═════ Data for this task ═════

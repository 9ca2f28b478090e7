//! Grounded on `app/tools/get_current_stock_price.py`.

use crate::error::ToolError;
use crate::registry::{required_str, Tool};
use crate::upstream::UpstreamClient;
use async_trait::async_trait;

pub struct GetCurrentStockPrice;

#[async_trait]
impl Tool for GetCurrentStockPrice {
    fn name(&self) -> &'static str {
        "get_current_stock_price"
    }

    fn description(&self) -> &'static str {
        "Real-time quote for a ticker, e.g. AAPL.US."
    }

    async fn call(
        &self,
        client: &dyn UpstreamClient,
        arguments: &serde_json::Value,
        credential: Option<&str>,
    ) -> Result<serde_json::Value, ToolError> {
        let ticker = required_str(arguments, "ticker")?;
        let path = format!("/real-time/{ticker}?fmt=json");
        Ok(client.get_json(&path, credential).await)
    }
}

═════
═════ Data for this task ═════

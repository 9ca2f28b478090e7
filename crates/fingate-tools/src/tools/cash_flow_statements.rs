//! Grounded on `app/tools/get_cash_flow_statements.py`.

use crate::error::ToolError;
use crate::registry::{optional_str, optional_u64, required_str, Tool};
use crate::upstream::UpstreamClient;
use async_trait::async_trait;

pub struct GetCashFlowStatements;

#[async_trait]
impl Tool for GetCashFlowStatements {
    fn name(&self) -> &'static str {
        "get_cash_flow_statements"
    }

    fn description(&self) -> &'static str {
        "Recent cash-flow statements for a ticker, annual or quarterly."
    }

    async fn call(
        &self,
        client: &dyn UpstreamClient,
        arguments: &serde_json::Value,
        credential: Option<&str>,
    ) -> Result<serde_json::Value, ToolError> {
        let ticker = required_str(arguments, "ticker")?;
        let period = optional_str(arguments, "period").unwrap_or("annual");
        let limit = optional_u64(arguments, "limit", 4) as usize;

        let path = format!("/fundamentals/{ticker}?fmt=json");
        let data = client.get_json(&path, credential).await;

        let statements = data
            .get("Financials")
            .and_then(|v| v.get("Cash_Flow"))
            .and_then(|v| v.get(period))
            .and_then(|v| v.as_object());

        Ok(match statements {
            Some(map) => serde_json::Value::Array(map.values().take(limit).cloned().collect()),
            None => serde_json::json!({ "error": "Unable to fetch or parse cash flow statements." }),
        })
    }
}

═════
═════ Data for this task ═════

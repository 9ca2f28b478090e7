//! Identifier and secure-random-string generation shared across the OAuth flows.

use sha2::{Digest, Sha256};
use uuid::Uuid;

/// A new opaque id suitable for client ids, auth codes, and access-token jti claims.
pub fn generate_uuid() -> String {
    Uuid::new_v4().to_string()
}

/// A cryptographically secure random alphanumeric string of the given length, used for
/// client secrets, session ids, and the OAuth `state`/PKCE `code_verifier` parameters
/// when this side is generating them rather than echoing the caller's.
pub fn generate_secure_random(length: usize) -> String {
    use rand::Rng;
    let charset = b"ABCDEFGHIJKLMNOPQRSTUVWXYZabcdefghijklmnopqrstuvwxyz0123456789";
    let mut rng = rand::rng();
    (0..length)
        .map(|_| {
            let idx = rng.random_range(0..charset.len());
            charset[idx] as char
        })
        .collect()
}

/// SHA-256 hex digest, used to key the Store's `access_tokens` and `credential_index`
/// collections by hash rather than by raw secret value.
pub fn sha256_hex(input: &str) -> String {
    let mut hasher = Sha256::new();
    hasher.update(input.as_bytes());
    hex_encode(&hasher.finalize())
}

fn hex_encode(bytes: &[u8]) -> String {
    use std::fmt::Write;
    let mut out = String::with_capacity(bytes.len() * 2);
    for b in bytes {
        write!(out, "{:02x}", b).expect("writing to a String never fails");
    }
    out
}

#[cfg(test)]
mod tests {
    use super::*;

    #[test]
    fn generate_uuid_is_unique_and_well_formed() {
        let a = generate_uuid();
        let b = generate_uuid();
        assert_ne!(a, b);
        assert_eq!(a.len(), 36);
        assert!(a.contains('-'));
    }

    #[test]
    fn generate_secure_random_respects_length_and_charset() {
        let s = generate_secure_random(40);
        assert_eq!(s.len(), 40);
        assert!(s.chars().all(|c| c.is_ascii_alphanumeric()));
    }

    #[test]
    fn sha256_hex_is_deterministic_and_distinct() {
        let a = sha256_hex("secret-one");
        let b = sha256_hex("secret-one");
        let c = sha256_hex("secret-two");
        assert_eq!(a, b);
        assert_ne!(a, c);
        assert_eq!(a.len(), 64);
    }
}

═════

■ **Task description**
Wherever the string "ticker" occurs in the listing, return the line it sits on.

■ **Solution below**
        "Real-time quote for a ticker, e.g. AAPL.US."
        let ticker = required_str(arguments, "ticker")?;
        let path = format!("/real-time/{ticker}?fmt=json");
        "Recent cash-flow statements for a ticker, annual or quarterly."
        let ticker = required_str(arguments, "ticker")?;
        let path = format!("/fundamentals/{ticker}?fmt=json");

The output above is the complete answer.